JOURNAL OF NEUROIMMUNOLOGY

ELSEVIER SCIENCE BV

Año: 2010 vol. 227 p. 52 - 59

0165-5728

In a previous work we showed that the melanocortin alpha-melanocyte-stimulating hormone (alpha-MSH) exerts anti-inflammatory action through melanocortin 4 receptor (MC4R) in vivo in rat hypothalamus. In thiswork, we examined the effect of alpha-MSH on the expression of tumor necrosis factor-alpha (TNF-alpha) and interleukin-1beta (IL-1beta) and their receptors in primary cultured rat hypothalamic neurons. We also investigated alpha-MSH´s possible mechanism/s of action. alpha-MSH (5 μM) decreased TNF-alpha expression induced by 24 h administration of a combination of bacterial lipopolysaccharide (LPS, 1 μg/ml) plus interferon-gamma (IFN-gamma, 50 ng/ml). Expression of TNF-alpha and IL-1beta receptors TNFR1, TNFR2 and IL-1RI, was up-regulated by LPS+IFN-gama whereas alpha-MSH did not modify basal or LPS+IFN-gamma-induced-TNFRs or IL-1RI expression.
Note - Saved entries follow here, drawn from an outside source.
use std::env;
use std::path::PathBuf;

use dirs_next::{config_dir, home_dir};

/// Directory name used under the platform configuration directory.
pub const APP_DIR_NAME: &str = "rubrics";

/// Environment variable allowing callers to override the log file path.
pub const LOG_PATH_ENV: &str = "RUBRICS_LOG_PATH";

/// Default filename for the TUI log file.
pub const LOG_FILE_NAME: &str = "rubrics.log";

/// Expands a leading `~` to the user's home directory.
pub fn expand_tilde(path: &str) -> PathBuf {
    let p = path.trim();
    if p == "~" {
        return home_dir().unwrap_or_else(|| PathBuf::from("~"));
    }
    if let Some(rest) = p.strip_prefix("~/") {
        return home_dir().unwrap_or_else(|| PathBuf::from("~")).join(rest);
    }
    if let Some(rest) = p.strip_prefix("~\\") {
        // Windows-style
        return home_dir().unwrap_or_else(|| PathBuf::from("~")).join(rest);
    }
    PathBuf::from(p)
}

/// `<config dir>/rubrics`, falling back to the working directory when the
/// platform has no config directory.
pub fn app_config_dir() -> PathBuf {
    config_dir().unwrap_or_else(|| PathBuf::from(".")).join(APP_DIR_NAME)
}

/// Resolves a path from `env_var` when set and non-empty, otherwise
/// `<config dir>/rubrics/<file_name>`.
pub fn path_from_env_or_config(env_var: &str, file_name: &str) -> PathBuf {
    if let Ok(path) = env::var(env_var) {
        let trimmed = path.trim();
        if !trimmed.is_empty() {
            return expand_tilde(trimmed);
        }
    }
    app_config_dir().join(file_name)
}

/// Location of the log file written while the TUI owns the terminal.
pub fn default_log_path() -> PathBuf {
    path_from_env_or_config(LOG_PATH_ENV, LOG_FILE_NAME)
}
Both alpha-MSH and LPS+IFN-gamma treatments increased CREB activation. alpha-MSH did not modify NF-kB activation induced by LPS+IFN-gama in hypothalamic neurons. In conclusion, our data show that alpha-MSH reduces TNF-alpha expression in hypothalamic neurons by a mechanism which could be mediated by CREB. The regulation of inflammatory processes in the hypothalamus by alpha-MSH might help to prevent neurodegeneration resulting from inflammation.